I would be interested to hear what you consider to be the secrets of our success so if you would like to write to me or e-mail me at email@example.com , please feel free to do so. Just never let me hear you say we are an exam factory!
What I Spend my Time Doing
When Simon Heffer visited our School earlier in the Spring Term, one of the questions he asked me was “What do you spend your time doing?” I thought for a second and then replied “Well, actually, I spend most of my time talking to people – students, colleagues, parents, oh, and governors.” I think I am probably unusual as a Head in the proportion of time that I devote to speaking to individual students. Of course, this would not be possible if I had to spend all my time recruiting staff or, worse, making staff redundant; or if we had huge budget problems.

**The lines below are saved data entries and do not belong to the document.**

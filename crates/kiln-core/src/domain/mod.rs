//! Core domain layer for Kiln.
//!
//! Pure composition logic: module descriptors, the registry, dependency
//! resolution, and instantiation (render + merge). Nothing here performs I/O,
//! spawns tasks or logs; those concerns live in the application layer and
//! the adapters.
//!
//! ## Hexagonal Architecture Compliance
//!
//! - **No async**: resolution and instantiation are synchronous and pure
//! - **No I/O**: no filesystem, network, or clock access
//! - **Immutable descriptors**: registered modules are shared via `Arc`
//! - **Deterministic**: every map that reaches output is ordered

pub mod entities;
pub mod error;
pub mod instantiation;
pub mod registry;
pub mod render;
pub mod resolver;
pub mod validation;
pub mod value_objects;
pub mod version;
pub mod warning;

pub use entities::{
    common::{FileFormat, RelativePath},
    module::{
        ConflictRule, DependencySpec, FileContribution, MergeStrategy, ModuleDescriptor,
        ModuleDescriptorBuilder,
    },
    module_config::{AuthStrategy, ConfigIssue, ModuleConfig},
    output::{FileMap, Instantiation, Manifest, ManifestEntry},
    request::{GenerationOptions, GenerationRequest, GenerationRequestBuilder},
    resolved::{ModuleRef, ResolvedModuleSet},
    target::{Target, TargetMatcher, TargetMatcherBuilder, TargetSupport},
};

pub use error::{DomainError, ErrorCategory};
pub use instantiation::{RenderedFile, RenderedModule};
pub use registry::ModuleRegistry;
pub use render::RenderContext;
pub use resolver::{Resolver, resolve};
pub use validation::DomainValidator;
pub use value_objects::{Archetype, Category, Framework, ModuleId, Strictness};
pub use version::{Version, VersionRange};
pub use warning::Warning;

Fortunately, we are not in any of those predicaments and my main focus can be ensuring that there is a clear sense of purpose in our community and making individual interventions that will have an impact. Upon further reflection, I realise that I also spend a good deal of time writing: writing reports to Governors, writing on Reports and Assessments for students and their parents (again I suspect that some of my fellow Head Teachers would look askance at such a proportion of my time being devoted to this task) and writing newsletters (like this one) to parents. Since I end up signing my name more often than any other two words, I daily give thanks that my name is not Winterbottom! I also like to spend a good proportion of any day watching what is going on in the School at breaks and lunch times and just around the place. This is one reason why school trips are so valuable; they reveal so much about what our students are like and they help to cement relationships so well.
Memorable trips abroad
And talking of School trips, we have had a number of really memorable ones recently. If you want to find out more about them, you can go to our School website and often there are extra pictures to be perused on the link from Flickr at the bottom right hand side of our website page. I am extremely grateful to all those colleagues who have participated in the trips to Russia, Italy, France and Belgium that have taken place over the last month or so. In particular, thanks go to Mr Marcus Croft, Mr Tom Smith, Mr Andy Holland and Mrs Briony McNeilly who led these adventures.